The Pudding Shop is the nickname for the Lale Restaurant in Sultanahmet, Istanbul, Turkey. It became popular in the 1960s as a meeting place for beatniks and, later on, hippies and other travellers on overland route between Europe and India, Nepal, and elsewhere in Asia: the "hippie trail". The restaurant got its colloquial name as a result of "word of mouth" from numerous foreign travellers that could not remember the name of the restaurant but did remember the wide and popular selection of puddings sold there and thus referred to it as the "pudding shop".

==Background==
Brothers İdris and Namık Çolpan opened the restaurant in 1957.

Later, most of its customers were tourists, the Pudding Shop eventually developed into a popular rest stop, a place where people could gather, discuss their travelling experiences, and delight in fairly priced, traditional Turkish food. Among the restaurant's variety of well-known dishes and desserts was tavuk göğsü, a seldom found pudding made from pounded chicken breast, rice flour, milk, sugar topped with cinnamon. The restaurant still offers this dish, catering to customers with appetites for traditional Turkish cuisine.

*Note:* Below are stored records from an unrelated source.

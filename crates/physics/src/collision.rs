//! Content and surface flags used to filter traces.

use bitflags::bitflags;
use rapier3d::prelude::*;

bitflags! {
    /// What a collider is made of. Stored as the collider's membership group.
    #[derive(Debug, Clone, Copy, PartialEq, Eq, Hash, Default)]
    pub struct Contents: u32 {
        /// Regular world geometry.
        const SOLID = 1 << 0;
        /// Thin geometry that penetrating shots pass through.
        const WALLBANGABLE = 1 << 1;
        const LAVA = 1 << 3;
        const SLIME = 1 << 4;
        const WATER = 1 << 5;
        /// Clips players but not shots.
        const PLAYERCLIP = 1 << 16;
        /// Living bounding boxes (players).
        const BODY = 1 << 25;
        const CORPSE = 1 << 26;
    }
}

bitflags! {
    /// Surface properties reported by a trace hit.
    #[derive(Debug, Clone, Copy, PartialEq, Eq, Hash, Default)]
    pub struct SurfaceFlags: u32 {
        /// Projectiles vanish without an explosion (sky, void).
        const NOIMPACT = 1 << 0;
        /// No decals are placed on this surface.
        const NODECALS = 1 << 1;
    }
}

/// Everything a moving player collides with.
pub const MASK_PLAYERSOLID: Contents = Contents::SOLID
    .union(Contents::WALLBANGABLE)
    .union(Contents::PLAYERCLIP)
    .union(Contents::BODY);
/// World geometry only.
pub const MASK_SOLID: Contents = Contents::SOLID.union(Contents::WALLBANGABLE);
/// Shots: world plus bodies.
pub const MASK_SHOT: Contents = Contents::SOLID
    .union(Contents::WALLBANGABLE)
    .union(Contents::BODY)
    .union(Contents::CORPSE);
/// Penetrating shots: like [`MASK_SHOT`] but thin walls are ignored.
pub const MASK_WALLBANG: Contents = Contents::SOLID
    .union(Contents::BODY)
    .union(Contents::CORPSE);
pub const MASK_WATER: Contents = Contents::WATER.union(Contents::LAVA).union(Contents::SLIME);

impl Contents {
    /// Collider groups for something made of these contents. Colliders accept every query.
    pub fn collider_groups(self) -> InteractionGroups {
        InteractionGroups::new(Group::from_bits_retain(self.bits()), Group::ALL)
    }

    /// Query groups that only see colliders whose contents intersect this mask.
    pub fn query_groups(self) -> InteractionGroups {
        InteractionGroups::new(Group::ALL, Group::from_bits_retain(self.bits()))
    }

    pub fn from_groups(groups: InteractionGroups) -> Self {
        Contents::from_bits_truncate(groups.memberships.bits())
    }
}

/// Pack the owning entity and surface flags into collider user data.
pub(crate) fn pack_user_data(entity: u32, surface: SurfaceFlags) -> u128 {
    (entity as u128) | ((surface.bits() as u128) << 32)
}

pub(crate) fn unpack_entity(user_data: u128) -> u32 {
    (user_data & 0xffff_ffff) as u32
}

pub(crate) fn unpack_surface(user_data: u128) -> SurfaceFlags {
    SurfaceFlags::from_bits_truncate(((user_data >> 32) & 0xffff_ffff) as u32)
}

During the 1960s, customers could enjoy their meals inside, where there were large booths and couches surrounded by piles of books and the audible music of contemporary rock bands playing lightly in the background. Decoration was minimal; on the plain white walls hung occasional prints of paintings and photographs without a real theme. Towards the left side of the restaurant's interior, the entire wall was composed of glass, creating a greater sense of space for the small location. The lack of decor did not in any way make the restaurant appear meek or glum. The garden was another area to relax and eat with the grand view of the Blue Mosque and the Hagia Sophia in the distance. Here many customers played their instruments, sang, and conversed about their travels in the fresh air. Adem Çolpan, son of İdris Çolpan, remembers how "it was the time of the Vietnam War" and how many of the travellers just "lived for the moment… didn't think much of tomorrow."

In its first few years, the Pudding Shop was the only place in the area where direct transportation to Asia and tourist information on Turkey were readily available. With this knowledge, the Çolpan brothers put up a bulletin board inside the restaurant so that travellers could schedule rides with their fellow travellers and communicate with friends and family members. This board was very useful to the tourists, and eventually became notorious for the variety of personal messages that were posted alongside the transportation notifications. These included love and apology letters; one of the board's most well-known posts was an open love letter from "Megan" to "Malcolm" in which she asked for his forgiveness and apologised for "the business down in Greece."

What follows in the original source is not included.